My point in telling this story is to share the kind of high drama that is often involved in health care decisions in the U.S. for middle to lower income families. Health care is not a regular commodity, as many of a free-market ilk seem to argue. The regular laws of supply and demand do not apply. When I choose to be treated (or choose coverage), it is not like choosing to buy a fancy and expensive car vs. a compact, cheaper model.The choice does not simply involve my leisure and comfort, my "need for speed," or my self-image. Indeed, health care, except perhaps for preventative care, is one "consumer product" most of us would choose not to purchase at all. Health care "decisions," when consumers have them, are often grave matters of life and death. They can entail great fear, and even terror for patients and loved ones, and they can speak to quality of life for decades to come.

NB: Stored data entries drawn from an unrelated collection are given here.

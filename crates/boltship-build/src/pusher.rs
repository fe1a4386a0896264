//! イメージプッシュ処理
//!
//! エクスポート済みのイメージをコンテナレジストリにプッシュします。

use crate::error::{BuildError, BuildResult};
use bollard::Docker;
use bollard::auth::DockerCredentials;
use bollard::models::PushImageInfo;
use colored::Colorize;
use futures_util::StreamExt;
use std::io::Write;

pub struct ImagePusher {
    docker: Docker,
}

impl ImagePusher {
    pub fn new(docker: Docker) -> Self {
        Self { docker }
    }

    /// イメージ参照（`registry/name:tag`）をプッシュ
    ///
    /// 成功時はプッシュ先のアドレスを返します（[`pushed_address`]）。
    pub async fn push(
        &self,
        reference: &str,
        credentials: Option<DockerCredentials>,
    ) -> BuildResult<String> {
        let (image, tag) = split_image_tag(reference);
        validate_tag(&tag)?;

        #[allow(deprecated)]
        let options = bollard::image::PushImageOptions::<String> { tag: tag.clone() };

        println!("  → {}", reference.cyan());

        #[allow(deprecated)]
        let mut stream = self.docker.push_image(&image, Some(options), credentials);

        let mut last_status = String::new();
        let mut error_message: Option<String> = None;
        let mut digest: Option<String> = None;

        while let Some(result) = stream.next().await {
            match result {
                Ok(info) => {
                    if let Some(err) = info.error.clone() {
                        error_message = Some(err);
                    } else {
                        if let Some(found) = info.status.as_deref().and_then(parse_digest) {
                            digest = Some(found);
                        }
                        self.handle_progress(&info, &mut last_status);
                    }
                }
                Err(e) => {
                    return Err(BuildError::PushFailed {
                        message: e.to_string(),
                    });
                }
            }
        }

        println!();

        if let Some(err) = error_message {
            return Err(BuildError::PushFailed { message: err });
        }

        Ok(pushed_address(&image, &tag, digest.as_deref()))
    }

    /// プッシュ進捗を表示
    fn handle_progress(&self, info: &PushImageInfo, last_status: &mut String) {
        if let Some(status) = &info.status {
            let progress = info.progress.as_deref().unwrap_or("");

            match status.as_str() {
                "Pushing" => {
                    print!("\r  ↑ {} {}     ", status, progress);
                    std::io::stdout().flush().ok();
                }
                "Pushed" => {
                    println!("\r  {} Pushed                    ", "✓".green());
                }
                "Layer already exists" => {
                    println!("\r  {} Layer already exists      ", "✓".green());
                }
                "Preparing" | "Waiting" => {}
                _ => {
                    if status != last_status {
                        println!("\r  ℹ {}                    ", status);
                        *last_status = status.clone();
                    }
                }
            }
        }
    }
}

/// プッシュ先のアドレス
///
/// タグは常に残し、ダイジェストが得られた場合は `name:tag@sha256:...` 形式にします。
pub fn pushed_address(image: &str, tag: &str, digest: Option<&str>) -> String {
    match digest {
        Some(digest) => format!("{}:{}@{}", image, tag, digest),
        None => format!("{}:{}", image, tag),
    }
}

/// `"<tag>: digest: sha256:... size: N"` からダイジェストを取り出す
fn parse_digest(status: &str) -> Option<String> {
    let (_, rest) = status.split_once("digest: ")?;
    rest.split_whitespace().next().map(str::to_string)
}

/// Docker タグの制約を検証
///
/// - 128文字以下
/// - 英数字、ピリオド、ハイフン、アンダースコアのみ
/// - 先頭はピリオドまたはハイフンではない
pub fn validate_tag(tag: &str) -> BuildResult<()> {
    if tag.is_empty() {
        return Err(BuildError::InvalidTag {
            tag: "(empty)".to_string(),
        });
    }

    if tag.len() > 128 {
        return Err(BuildError::InvalidTag {
            tag: format!("Tag too long ({} characters, max 128)", tag.len()),
        });
    }

    if tag.starts_with('.') || tag.starts_with('-') {
        return Err(BuildError::InvalidTag {
            tag: tag.to_string(),
        });
    }

    if let Some(c) = tag
        .chars()
        .find(|c| !c.is_ascii_alphanumeric() && *c != '.' && *c != '-' && *c != '_')
    {
        return Err(BuildError::InvalidTag {
            tag: format!("Invalid character '{}' in tag: {}", c, tag),
        });
    }

    Ok(())
}

/// イメージ名とタグを分離
///
/// - `registry.example.com/myapp:v2` -> `("registry.example.com/myapp", "v2")`
/// - `acme/bot` -> `("acme/bot", "latest")`
/// - `localhost:5000/app` -> `("localhost:5000/app", "latest")`
pub fn split_image_tag(image: &str) -> (String, String) {
    if let Some(pos) = image.rfind(':') {
        let potential_tag = &image[pos + 1..];
        let potential_image = &image[..pos];

        // `/` を含む場合はレジストリのポート番号
        if !potential_tag.contains('/') {
            return (potential_image.to_string(), potential_tag.to_string());
        }
    }

    (image.to_string(), "latest".to_string())
}
//! boltship のイメージビルド機能
//!
//! Slack bot アプリケーションのビルドコンテキスト作成、イメージ構築手順、
//! ビルドバックエンド（Docker Engine）、レジストリへのプッシュ、
//! ローカルでのサービス起動を提供します。

pub mod auth;
pub mod backend;
pub mod builder;
pub mod context;
pub mod docker;
pub mod error;
pub mod pipeline;
pub mod progress;
pub mod pusher;
pub mod recipe;
pub mod runner;

pub use auth::{RegistryAuth, extract_registry};
pub use backend::{AssembledImage, ImageBackend, RegistryLogin, ServiceSpec, assemble};
pub use builder::ImageBuilder;
pub use context::{ContextBuilder, ContextFilter, DEFAULT_EXCLUDES};
pub use docker::DockerBackend;
pub use error::{BuildError, BuildResult};
pub use pipeline::BuildOutcome;
pub use progress::BuildProgress;
pub use pusher::{ImagePusher, pushed_address, split_image_tag, validate_tag};
pub use recipe::{ImageRecipe, Step};
pub use runner::ContainerRunner;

"We should not need to fret about whether we will live or die because of treatment we may or may not be able to afford."
A parent does not actually have a choice to treat or not treat a possibly sick or dying child. There is only one choice. Yet too many now must choose between health security, and paying for food, rent or mortgage. And I believe that in a caring, conscious and even highly capitalistic society, (I have no problem with capitalism) health care should be a right. We should not need to fret about whether we will live or die because of treatment we may or may not be able to afford. There is enough fretting in the human race about living and dying before we even become ill!
We should tend to each other, and care for each other. For me, that is something that government can help us do on a national scale.
My husband and I pay our taxes. We are not fans of probably most U.S. government policy. There is great squandering of funds, we know, and too many backroom deals on such a mammoth scale, that I can scarcely stand to think of it. Many people do abuse the system. But, for us, there are no attempts to "shelter" monies outside of U.S. borders, to set up complicated trust funds to avoid the IRS. We will pay our share into an imperfect system (has there been a perfect one?) and advocate that such money go to something valuable: peoples' basic health and well-being, and their feelings of security around such.
Jesus said, about taxes, simply this: "Render unto Caeser that which is Caeser's."
And what he meant was something similar to what Sydney Banks once said: "You must stop thinking about yourself, and think of something far greater."
Money is really, in the end, nothing. But peace of mind, love and compassion are far beyond all attempts to measure value.
Perhaps greater transparency is needed, as some have argued, in health care. Where do rising costs really come from? Perhaps being able to make better choices between insurance, doctors, clinics and hospitals would drive down costs in a "free market" way. Perhaps greater regulation and government support must also be added to the mix. But when I am rushing to the emergency room (there is one hospital in the town where we now live) there is no time, space or room to compare products, or evaluate possible services. I am not a consumer, I am a human being at my most vulnerable.